<<<<

use std::sync::Arc;

use axum::{
    extract::{Form, State},
    response::{Html, Redirect},
    Extension,
};
use futures::future::join_all;
use serde::{Deserialize, Serialize};
use shutterbox_core::{AppError, LastModified};

use crate::auth::AdminIdentity;
use crate::error::HttpAppError;
use crate::handlers::{base_context, render};
use crate::services::approval::approve_by_index;
use crate::state::AppState;

#[derive(Debug, Serialize)]
struct ReviewEntry {
    index: usize,
    key: String,
    url: Option<String>,
    uploaded: String,
}

/// Review queue, newest first. Each entry carries its index and key so the
/// approval form can submit both.
#[tracing::instrument(skip_all)]
pub async fn review_queue(
    State(state): State<Arc<AppState>>,
    Extension(admin): Extension<AdminIdentity>,
) -> Result<Html<String>, HttpAppError> {
    let (objects, storage_unavailable) = match state.approval.review_queue(&state.bucket).await {
        Ok(objects) => (objects, false),
        Err(e) => {
            tracing::warn!(
                admin = %admin.username,
                error = %e,
                "Review listing failed, rendering empty queue"
            );
            (Vec::new(), true)
        }
    };

    let urls = join_all(objects.iter().map(|o| state.bucket.presign_get(&o.key))).await;

    let entries: Vec<ReviewEntry> = objects
        .into_iter()
        .zip(urls)
        .enumerate()
        .map(|(index, (obj, url))| ReviewEntry {
            index,
            uploaded: LastModified::At(obj.last_modified).to_string(),
            key: obj.key,
            url,
        })
        .collect();

    let mut ctx = base_context(&state);
    ctx.insert("entries", &entries);
    ctx.insert("mode", &state.approval.mode().to_string());
    ctx.insert("storage_unavailable", &storage_unavailable);

    render(&state, "approve.html", &ctx)
}

#[derive(Debug, Deserialize)]
pub struct ApproveForm {
    pub index: String,
    #[serde(default)]
    pub key: Option<String>,
}

/// Approve the entry at `index` of the current review listing.
///
/// Out-of-range indexes are a 400 and a `key` that no longer sits at that
/// index is a 409; neither touches storage.
#[tracing::instrument(skip_all)]
pub async fn approve_submit(
    State(state): State<Arc<AppState>>,
    Extension(admin): Extension<AdminIdentity>,
    Form(form): Form<ApproveForm>,
) -> Result<Redirect, HttpAppError> {
    let index: usize = form.index.trim().parse().map_err(|_| {
        AppError::BadRequest(format!("Invalid index: {:?}", form.index))
    })?;
    let expected_key = form.key.as_deref().map(str::trim).filter(|k| !k.is_empty());

    let approval =
        approve_by_index(state.approval.as_ref(), &state.bucket, index, expected_key).await?;

    tracing::info!(
        admin = %admin.username,
        index,
        key = %approval.key,
        applied = approval.applied,
        "Approval request handled"
    );

    Ok(Redirect::to("/"))
}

>>>>

#### [AIM OF THE EXERCISE]
When the line with "let urls = join_all(objects.iter().map(|o|" is reached in the data above, begin copying, and stop after the line with "neither touches storage."; copy each line exactly, both ends included.

#### [RESPONSE TO THE EXERCISE]
    let urls = join_all(objects.iter().map(|o| state.bucket.presign_get(&o.key))).await;

    let entries: Vec<ReviewEntry> = objects
        .into_iter()
        .zip(urls)
        .enumerate()
        .map(|(index, (obj, url))| ReviewEntry {
            index,
            uploaded: LastModified::At(obj.last_modified).to_string(),
            key: obj.key,
            url,
        })
        .collect();

    let mut ctx = base_context(&state);
    ctx.insert("entries", &entries);
    ctx.insert("mode", &state.approval.mode().to_string());
    ctx.insert("storage_unavailable", &storage_unavailable);

    render(&state, "approve.html", &ctx)
}

#[derive(Debug, Deserialize)]
pub struct ApproveForm {
    pub index: String,
    #[serde(default)]
    pub key: Option<String>,
}

/// Approve the entry at `index` of the current review listing.
///
/// Out-of-range indexes are a 400 and a `key` that no longer sits at that
/// index is a 409; neither touches storage.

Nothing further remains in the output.